Translating bytes to code points is left as an exercise.

🦛

Comment on Re: How to convert between Unicode codepoint and UTF8 character code on Perl? Download Code

Replies are listed 'Best First'.
Re^2: How to convert between Unicode codepoint and UTF8 character code on Perl? by wyt248er (Initiate) on Oct 25, 2021 at 04:34 UTC
@hippo The version of my perl is above 5.8, and hence it can surely handle Unicode. However, it does not have the Unicode module. So, `use Unicode::Char;` returns an error "Can't locate Unicode/Char.pm in @INC". Also `use Unicode;` returns an error "Can't locate Unicode.pm in @INC". Can you modify your subroutine `to_bytes` so that it will not use the Unicode module? Thank you.	[reply]
Re^3: How to convert between Unicode codepoint and UTF8 character code on Perl? by hippo (Archbishop) on Oct 25, 2021 at 10:19 UTC
Can you modify your subroutine `to_bytes` so that it will not use the Unicode module? Indeed I can but there is no reason why I should since Unicode::Char is publicly available for you to download and install.
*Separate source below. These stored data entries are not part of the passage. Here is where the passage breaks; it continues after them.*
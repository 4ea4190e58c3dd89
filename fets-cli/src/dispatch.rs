//! Per-subject, per-architecture inference dispatch.
//!
//! Two dispatch paths exist. DeepMedic is the special-cased native binary; a
//! nonzero exit there is recorded in the run report and iteration continues.
//! Every other architecture goes through the OpenFL Python inference script,
//! where a nonzero exit aborts the whole run. The asymmetry is inherited from
//! the shipped workflow and is preserved deliberately.

use std::path::Path;

use tracing::{debug, error, info};

use fets_common::layout::InstallLayout;
use fets_common::process::{Invocation, ProcessRunner};
use fets_common::{Error, Result};

use crate::report::RunReport;
use crate::types::{Architecture, Device, SubjectCase};
use crate::weights;

/// Output filename produced by the DeepMedic binary in the subject directory.
pub const DEEPMEDIC_OUTPUT: &str = "deepmedic_seg.nii.gz";

pub struct ArchitectureDispatcher<'a> {
    layout: &'a InstallLayout,
    runner: &'a dyn ProcessRunner,
    data_dir: &'a Path,
    logging_dir: &'a Path,
    device: Device,
}

impl<'a> ArchitectureDispatcher<'a> {
    pub fn new(
        layout: &'a InstallLayout,
        runner: &'a dyn ProcessRunner,
        data_dir: &'a Path,
        logging_dir: &'a Path,
        device: Device,
    ) -> Self {
        Self {
            layout,
            runner,
            data_dir,
            logging_dir,
            device,
        }
    }

    /// Dispatch every requested architecture for one complete subject, in
    /// request order. The list is not deduplicated: a duplicated architecture
    /// dispatches twice.
    pub async fn dispatch(
        &self,
        subject: &SubjectCase,
        architectures: &[Architecture],
        report: &mut RunReport,
    ) -> Result<()> {
        for &architecture in architectures {
            match architecture {
                Architecture::DeepMedic => self.run_deepmedic(subject, report).await?,
                other => self.run_plan(subject, other, report).await?,
            }
        }
        Ok(())
    }

    /// DeepMedic branch: native binary, non-fatal on failure.
    async fn run_deepmedic(&self, subject: &SubjectCase, report: &mut RunReport) -> Result<()> {
        let output = subject.dir.join(DEEPMEDIC_OUTPUT);
        let invocation = Invocation::new(self.layout.deepmedic_exe())
            .arg("-md")
            .arg(self.layout.deepmedic_model_dir().display().to_string())
            .arg("-i")
            .arg(subject.modalities.joined_for_segmentation())
            .arg("-o")
            .arg(output.display().to_string());

        info!(subject = %subject.id, "Running DeepMedic segmentation");
        let outcome = self.runner.run(&invocation).await?;
        if !outcome.success {
            error!(subject = %subject.id, code = ?outcome.code, "DeepMedic segmentation failed");
            report.record_subject_error(
                &subject.id,
                format!("deepmedic segmentation exited with code {:?}", outcome.code),
            );
        }
        Ok(())
    }

    /// Generic Python-plan branch. Skipped silently when the venv is absent
    /// or the architecture is a declared placeholder without a plan. A
    /// missing weight file skips only this architecture; a nonzero exit from
    /// the inference script is fatal.
    async fn run_plan(
        &self,
        subject: &SubjectCase,
        architecture: Architecture,
        report: &mut RunReport,
    ) -> Result<()> {
        if !self.layout.python_available() {
            debug!(
                architecture = %architecture,
                "Python environment not found, skipping architecture"
            );
            return Ok(());
        }

        let Some(plan) = architecture.plan() else {
            debug!(
                architecture = %architecture,
                "Architecture has no inference plan yet, skipping"
            );
            return Ok(());
        };

        let Some(weight_file) = weights::resolve_pbuf(self.layout.weights_dir(), plan) else {
            error!(
                architecture = %architecture,
                "A compatible model weight file was not found. Please contact admin@fets.ai for help."
            );
            report.record_subject_error(
                &subject.id,
                format!("no weight file for architecture '{architecture}'"),
            );
            return Ok(());
        };

        let invocation = Invocation::new(self.layout.python())
            .arg(self.layout.inference_script().display().to_string())
            .arg("-mwf")
            .arg(weight_file.display().to_string())
            .arg("-p")
            .arg(format!("{plan}.yaml"))
            .arg("-d")
            .arg(self.data_dir.display().to_string())
            .arg("-inference_patient")
            .arg(subject.id.clone())
            .arg("-ld")
            .arg(self.logging_dir.display().to_string())
            .arg("-md")
            .arg(self.device.flag());

        info!(subject = %subject.id, architecture = %architecture, plan = plan, "Running inference plan");
        let outcome = self.runner.run(&invocation).await?;
        if !outcome.success {
            return Err(Error::TaskFailed {
                task: format!("{architecture} inference for subject '{}'", subject.id),
                code: outcome.code,
            });
        }
        Ok(())
    }
}
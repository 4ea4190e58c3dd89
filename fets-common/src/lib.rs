//! Shared building blocks for the FeTS orchestrator:
//! error taxonomy, typed process invocation, and installation layout.

pub mod error;
pub mod layout;
pub mod process;

pub use crate::error::{Error, Result};
//! Structured per-run outcome report.
//!
//! Non-fatal failures are aggregated here instead of being appended to ad-hoc
//! comma-separated strings: the report maps each subject to its specific
//! failure reasons, is returned to the caller, and is surfaced at the end of
//! the run both as a tracing summary and as JSON in the logging directory.

use std::collections::BTreeMap;
use std::path::{Path, PathBuf};

use chrono::{DateTime, Utc};
use serde::Serialize;
use tracing::{info, warn};

use fets_common::{Error, Result};

use crate::types::Modality;

/// Filename of the JSON report written into the logging directory.
pub const REPORT_FILE_NAME: &str = "fets_run_report.json";

/// Aggregated non-fatal failures for one run.
#[derive(Debug, Serialize)]
pub struct RunReport {
    pub started_at: DateTime<Utc>,
    /// Subject id → modalities absent from its directory. Incomplete subjects
    /// are excluded from inference and fusion entirely.
    pub missing_modalities: BTreeMap<String, Vec<Modality>>,
    /// Subject id → non-fatal dispatch failures (DeepMedic exits, missing
    /// per-architecture weights).
    pub subject_errors: BTreeMap<String, Vec<String>>,
    /// Subject id → per-method fusion failures.
    pub fusion_errors: BTreeMap<String, Vec<String>>,
    /// Subjects whose directories held no fusable segmentation outputs.
    pub fusion_skipped: Vec<String>,
}

impl RunReport {
    pub fn new() -> Self {
        Self {
            started_at: Utc::now(),
            missing_modalities: BTreeMap::new(),
            subject_errors: BTreeMap::new(),
            fusion_errors: BTreeMap::new(),
            fusion_skipped: Vec::new(),
        }
    }

    pub fn record_missing_modalities(&mut self, subject: &str, missing: Vec<Modality>) {
        self.missing_modalities.insert(subject.to_string(), missing);
    }

    pub fn record_subject_error(&mut self, subject: &str, message: impl Into<String>) {
        self.subject_errors
            .entry(subject.to_string())
            .or_default()
            .push(message.into());
    }

    pub fn record_fusion_error(&mut self, subject: &str, message: impl Into<String>) {
        self.fusion_errors
            .entry(subject.to_string())
            .or_default()
            .push(message.into());
    }

    pub fn record_fusion_skipped(&mut self, subject: &str) {
        self.fusion_skipped.push(subject.to_string());
    }

    /// True when nothing non-fatal was recorded.
    pub fn is_clean(&self) -> bool {
        self.missing_modalities.is_empty()
            && self.subject_errors.is_empty()
            && self.fusion_errors.is_empty()
            && self.fusion_skipped.is_empty()
    }

    /// Log a human-readable summary of everything non-fatal that went wrong.
    pub fn log_summary(&self) {
        if self.is_clean() {
            info!("All subjects processed without recorded errors");
            return;
        }

        for (subject, missing) in &self.missing_modalities {
            let names: Vec<String> = missing.iter().map(ToString::to_string).collect();
            warn!(
                subject = %subject,
                missing = %names.join(","),
                "Subject skipped: missing modalities"
            );
        }
        for (subject, errors) in &self.subject_errors {
            for error in errors {
                warn!(subject = %subject, error = %error, "Dispatch error");
            }
        }
        for (subject, errors) in &self.fusion_errors {
            for error in errors {
                warn!(subject = %subject, error = %error, "Fusion error");
            }
        }
        for subject in &self.fusion_skipped {
            warn!(subject = %subject, "Fusion skipped: no candidate segmentation outputs");
        }
    }

    /// Write the report as pretty-printed JSON into the logging directory.
    pub fn write_json(&self, logging_dir: &Path) -> Result<PathBuf> {
        let path = logging_dir.join(REPORT_FILE_NAME);
        let json = serde_json::to_string_pretty(self)
            .map_err(|e| Error::Internal(format!("failed to serialize run report: {e}")))?;
        std::fs::write(&path, json)?;
        Ok(path)
    }
}

impl Default for RunReport {
    fn default() -> Self {
        Self::new()
    }
}
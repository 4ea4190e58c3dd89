//! fets-cli - FeTS orchestrator entry point
//!
//! Parses operator parameters, resolves the installation layout, and hands
//! the run to the planner wired to the real process runner. Hard failures
//! surface as a nonzero exit with the error on stderr; non-fatal failures are
//! summarized at the end and written to a JSON report in the logging
//! directory.

use std::path::PathBuf;

use anyhow::{Context, Result};
use clap::Parser;
use tracing::info;
use tracing_subscriber::{layer::SubscriberExt, util::SubscriberInitExt};

use fets_cli::planner::{RunPlanner, RunRequest};
use fets_cli::types::{Device, RunMode};
use fets_common::layout::InstallLayout;
use fets_common::process::TokioProcessRunner;

/// Command-line arguments for fets-cli
#[derive(Parser, Debug)]
#[command(name = "fets-cli")]
#[command(about = "Federated tumor segmentation orchestrator")]
#[command(version)]
struct Args {
    /// Input data directory with one subdirectory per subject
    #[arg(short = 'd', long, env = "FETS_DATA_DIR")]
    data_dir: PathBuf,

    /// Input model weights file
    #[arg(short = 'm', long)]
    model_name: String,

    /// Perform training instead of inference
    #[arg(short = 't', long)]
    training: bool,

    /// Location of the logging directory
    #[arg(short = 'L', long, env = "FETS_LOGGING_DIR")]
    logging_dir: PathBuf,

    /// Comma-separated architecture(s) to infer/train on; only a single
    /// architecture is supported for training
    #[arg(short = 'a', long)]
    archs: String,

    /// Comma-separated label fusion strategies for multi-arch inference
    #[arg(long, default_value = "staple")]
    label_fuse: String,

    /// Run the external processes on GPU
    #[arg(short = 'g', long)]
    gpu: bool,

    /// Common name of collaborator (required for training)
    #[arg(short = 'c', long)]
    col_name: Option<String>,

    /// FeTS installation directory (defaults to FETS_INSTALL_DIR or the
    /// executable's directory)
    #[arg(long, env = "FETS_INSTALL_DIR")]
    install_dir: Option<PathBuf>,
}

#[tokio::main]
async fn main() -> Result<()> {
    // Initialize tracing
    tracing_subscriber::registry()
        .with(
            tracing_subscriber::EnvFilter::try_from_default_env()
                .unwrap_or_else(|_| "fets_cli=info,fets_common=info".into()),
        )
        .with(tracing_subscriber::fmt::layer())
        .init();

    let args = Args::parse();

    let mode = RunMode::from_flags(args.training, args.col_name.clone())?;
    let layout = InstallLayout::resolve(args.install_dir.as_deref())
        .context("Failed to resolve the FeTS installation layout")?;

    info!("Starting FeTS orchestrator");
    info!("Version: {}", env!("CARGO_PKG_VERSION"));
    info!("Installation root: {}", layout.root().display());
    info!("Data directory: {}", args.data_dir.display());
    info!("Logging directory: {}", args.logging_dir.display());

    let request = RunRequest {
        data_dir: args.data_dir,
        model_name: args.model_name,
        logging_dir: args.logging_dir.clone(),
        archs: args.archs,
        label_fusion: args.label_fuse,
        device: Device::from_gpu_flag(args.gpu),
        mode,
    };

    let runner = TokioProcessRunner;
    let planner = RunPlanner::new(&layout, &runner);
    let report = planner.run(&request).await?;

    report.log_summary();
    let report_path = report
        .write_json(&args.logging_dir)
        .context("Failed to write the run report")?;
    info!("Run report written to {}", report_path.display());

    Ok(())
}
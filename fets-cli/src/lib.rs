//! fets-cli library interface
//!
//! Orchestrates the FeTS brain-tumor segmentation workflow: per-subject
//! modality validation, per-architecture inference dispatch, label fusion,
//! and the final federated training/collaborator task. All heavy computation
//! happens in external processes; this crate decides which process to run,
//! with which arguments, in which order.
//!
//! Exposed as a library so the planners can be integration-tested against a
//! mock process runner; the binary in `main.rs` wires them to the real one.

pub mod dispatch;
pub mod fusion;
pub mod modalities;
pub mod planner;
pub mod report;
pub mod types;
pub mod weights;

pub use crate::planner::{RunPlanner, RunRequest};
pub use crate::report::RunReport;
See Installing Modules if you do not know how to go about that. 🦛	[reply]
Re^3: How to convert between Unicode codepoint and UTF8 character code on Perl? by Anonymous Monk on Oct 25, 2021 at 07:38 UTC
Yes, even you can use CPAN! Alternatively, use chr to transform code point numbers into wide characters.	[reply]